What to do: Repeat word for word the opening stretch of the entries, from the first line through the line containing "error, they simply".

Dataset:
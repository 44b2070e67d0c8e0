//! Fixed catalog of the EVM networks the deployer recognizes.
//!
//! Everything here is a pure lookup over the chain id reported by the wallet:
//! display names, mainnet/testnet classification and the color tag used when
//! rendering a network badge. Unrecognized ids are never an error, they simply
//! classify as [`NetworkKind::Unknown`].

use alloy_primitives::{Address, ChainId};
use serde::{Deserialize, Serialize};
use yansi::Color;

/// Chain ids classified as production networks.
pub const MAINNET_CHAIN_IDS: [ChainId; 4] = [1, 56, 137, 43114];

/// Chain ids classified as test networks.
pub const TESTNET_CHAIN_IDS: [ChainId; 8] = [3, 4, 5, 42, 97, 11155111, 80001, 43113];

/// Coarse classification of a chain id.
#[derive(Clone, Copy, Debug, PartialEq, Eq, Serialize, Deserialize)]
#[serde(rename_all = "lowercase")]
pub enum NetworkKind {
    Mainnet,
    Testnet,
    Unknown,
}

impl NetworkKind {
    /// Color tag for rendering a badge for this kind of network.
    pub fn color(&self) -> Color {
        match self {
            Self::Mainnet => Color::Green,
            Self::Testnet => Color::Cyan,
            Self::Unknown => Color::Yellow,
        }
    }
}

impl std::fmt::Display for NetworkKind {
    fn fmt(&self, f: &mut std::fmt::Formatter<'_>) -> std::fmt::Result {
        let s = match self {
            Self::Mainnet => "mainnet",
            Self::Testnet => "testnet",
            Self::Unknown => "unknown",
        };
        f.write_str(s)
    }
}

/// Classifies a chain id against the fixed mainnet/testnet sets.
///
/// Total over all inputs: anything outside both sets, including a missing
/// chain id, is [`NetworkKind::Unknown`].
pub fn network_kind(chain_id: Option<ChainId>) -> NetworkKind {
    let Some(id) = chain_id else { return NetworkKind::Unknown };
    if MAINNET_CHAIN_IDS.contains(&id) {
        NetworkKind::Mainnet
    } else if TESTNET_CHAIN_IDS.contains(&id) {
        NetworkKind::Testnet
    } else {
        NetworkKind::Unknown
    }
}

/// Display name for a chain id.
///
/// Returns `"Disconnected"` when no chain id is present and
/// `"Unknown Network (<id>)"` for ids outside the fixed catalog.
pub fn network_name(chain_id: Option<ChainId>) -> String {
    let Some(id) = chain_id else { return "Disconnected".to_string() };
    match id {
        1 => "Ethereum Mainnet".to_string(),
        3 => "Ropsten Testnet".to_string(),
        4 => "Rinkeby Testnet".to_string(),
        5 => "Goerli Testnet".to_string(),
        42 => "Kovan Testnet".to_string(),
        56 => "BNB Smart Chain".to_string(),
        97 => "BNB Testnet".to_string(),
        137 => "Polygon Mainnet".to_string(),
        80001 => "Mumbai Testnet".to_string(),
        43113 => "Avalanche Fuji Testnet".to_string(),
        43114 => "Avalanche C-Chain".to_string(),
        11155111 => "Sepolia Testnet".to_string(),
        id => format!("Unknown Network ({id})"),
    }
}

/// Badge color for a chain id; disconnected renders dim.
pub fn network_color(chain_id: Option<ChainId>) -> Color {
    match chain_id {
        None => Color::BrightBlack,
        some => network_kind(some).color(),
    }
}

/// Shortens an address to the `0x1234…abcd` form used in badges and history
/// cards. Empty string when no account is present.
pub fn shorten_address(address: Option<Address>) -> String {
    match address {
        Some(addr) => {
            let s = addr.to_string();
            format!("{}...{}", &s[..6], &s[s.len() - 4..])
        }
        None => String::new(),
    }
}

#[cfg(test)]
mod tests {
    use super::*;
    use alloy_primitives::address;

    #[test]
    fn classifies_fixed_sets() {
        for id in MAINNET_CHAIN_IDS {
            assert_eq!(network_kind(Some(id)), NetworkKind::Mainnet, "chain {id}");
        }
        for id in TESTNET_CHAIN_IDS {
            assert_eq!(network_kind(Some(id)), NetworkKind::Testnet, "chain {id}");
        }
    }

    #[test]
    fn everything_else_is_unknown() {
        assert_eq!(network_kind(None), NetworkKind::Unknown);
        for id in [0, 2, 10, 42161, 1337, u64::MAX] {
            assert_eq!(network_kind(Some(id)), NetworkKind::Unknown, "chain {id}");
        }
    }

    #[test]
    fn display_names() {
        assert_eq!(network_name(Some(1)), "Ethereum Mainnet");
        assert_eq!(network_name(Some(11155111)), "Sepolia Testnet");
        assert_eq!(network_name(Some(999)), "Unknown Network (999)");
        assert_eq!(network_name(None), "Disconnected");
    }

    #[test]
    fn badge_colors() {
        assert_eq!(network_color(Some(1)), Color::Green);
        assert_eq!(network_color(Some(5)), Color::Cyan);
        assert_eq!(network_color(Some(999)), Color::Yellow);
        assert_eq!(network_color(None), Color::BrightBlack);
    }

    #[test]
    fn shortens_addresses() {
        let addr = address!("0xf39Fd6e51aad88F6F4ce6aB8827279cffFb92266");
        assert_eq!(shorten_address(Some(addr)), "0xf39F...2266");
        assert_eq!(shorten_address(None), "");
    }
}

Solution below:
repository 44b2070e67d0c8e0
//! Fixed catalog of the EVM networks the deployer recognizes.
//!
//! Everything here is a pure lookup over the chain id reported by the wallet:
//! display names, mainnet/testnet classification and the color tag used when
//! rendering a network badge. Unrecognized ids are never an error, they simply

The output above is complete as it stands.